The conversation continues on:
From the playfield the boys raised a shout. A whirring whistle: goal. What if that nightmare gave you a back kick?

—The ways of the Creator are not our ways, Mr Deasy said. All history moves towards one great goal, the manifestation of God.

Stephen jerked his thumb towards the window, saying:

—That is God.

Hooray! Ay! Whrrwhee!

—What? Mr Deasy asked.

—A shout in the street, Stephen answered, shrugging his shoulders.
This last remark is open to interpretation, but to me it has two probable meanings, and perhaps is intended to encompass both. Stephen could be saying that history does not move toward "one great goal, the manifestation of God," because each ephemeral moment, each shout of a child, is already God's manifestation. Alternatively, if the cry of schoolchildren is meant to be taken as a symbol for strife and battle, then Stephen could be saying that history is not a progression to a goal but is instead the human conception of the necessary natural law of struggle, victory, and eternal change, and that with God's apparent sanction.

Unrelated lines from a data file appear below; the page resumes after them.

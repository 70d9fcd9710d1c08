use anyhow::Result;
use blindfold_relayer::{
    config::RelayerArgs, health, InferenceClient, OracleContractClient, ProcessorConfig,
    RelayerStatus, RequestProcessor, Scheduler,
};
use clap::Parser;
use ethers::signers::Signer;
use std::sync::Arc;
use tokio::sync::watch;
use tracing::{error, info, warn};
use tracing_subscriber::EnvFilter;

#[tokio::main]
async fn main() -> Result<()> {
    tracing_subscriber::fmt()
        .with_env_filter(EnvFilter::try_from_default_env().unwrap_or_else(|_| EnvFilter::new("info")))
        .init();

    let config = match RelayerArgs::parse().into_config() {
        Ok(config) => config,
        Err(e) => {
            error!("invalid configuration: {}", e);
            std::process::exit(1);
        }
    };

    info!("Starting BlindFold relayer");
    info!("Network: {:?} (chain {})", config.network, config.network.chain_id());
    info!("Contract: {:?}", config.contract_address);
    info!("Relayer: {:?}", config.wallet.address());
    info!("Model: {}", config.inference.model);

    let chain = Arc::new(OracleContractClient::new(
        &config.rpc_url,
        config.wallet.clone(),
        config.contract_address,
        config.chain_timeout,
    )?);
    let inference = Arc::new(InferenceClient::new(&config.inference)?);

    let processor = RequestProcessor::new(
        chain.clone(),
        inference,
        ProcessorConfig {
            model: config.inference.model.clone(),
            mark_failed: config.mark_failed,
            fetch_attestation: config.inference.fetch_attestation,
        },
    );

    let status = Arc::new(RelayerStatus::new());
    let (shutdown_tx, shutdown_rx) = watch::channel(false);

    let health_status = status.clone();
    let health_shutdown = shutdown_rx.clone();
    let health_port = config.health_port;
    let health_handle = tokio::spawn(async move {
        if let Err(e) = health::serve(health_port, health_status, health_shutdown).await {
            error!("health endpoint failed: {}", e);
        }
    });

    let scheduler = Scheduler::new(chain, processor, config.scheduler, status, shutdown_rx);
    let worker = tokio::spawn(async move { scheduler.run().await });

    wait_for_signal().await?;
    warn!("Shutting down, waiting for the current step to finish...");
    let _ = shutdown_tx.send(true);

    worker.await?;
    health_handle.await?;

    info!("Clean exit");
    Ok(())
}

#[cfg(unix)]
async fn wait_for_signal() -> Result<()> {
    use tokio::signal::unix::{signal, SignalKind};

    let mut interrupt = signal(SignalKind::interrupt())?;
    let mut terminate = signal(SignalKind::terminate())?;

    tokio::select! {
        _ = interrupt.recv() => warn!("Interrupted (Ctrl+C) ..."),
        _ = terminate.recv() => warn!("Got Terminate signal ..."),
    }
    Ok(())
}

#[cfg(not(unix))]
async fn wait_for_signal() -> Result<()> {
    tokio::signal::ctrl_c().await?;
    warn!("Interrupted (Ctrl+C) ...");
    Ok(())
}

Other motifs within the chapter include coins as a symbol of history and power, the betrayal of leaders and of Ireland herself by those who should have been loyal, and that of a drowned man, a motif which continues from the first episode and which will be seen again several more times.

The episode ends with a beautiful if ironic image of the Protestant Mr. Deasy wearing history's mantle for the victor:
On his wise shoulders through the checkerwork of leaves the sun flung spangles, dancing coins.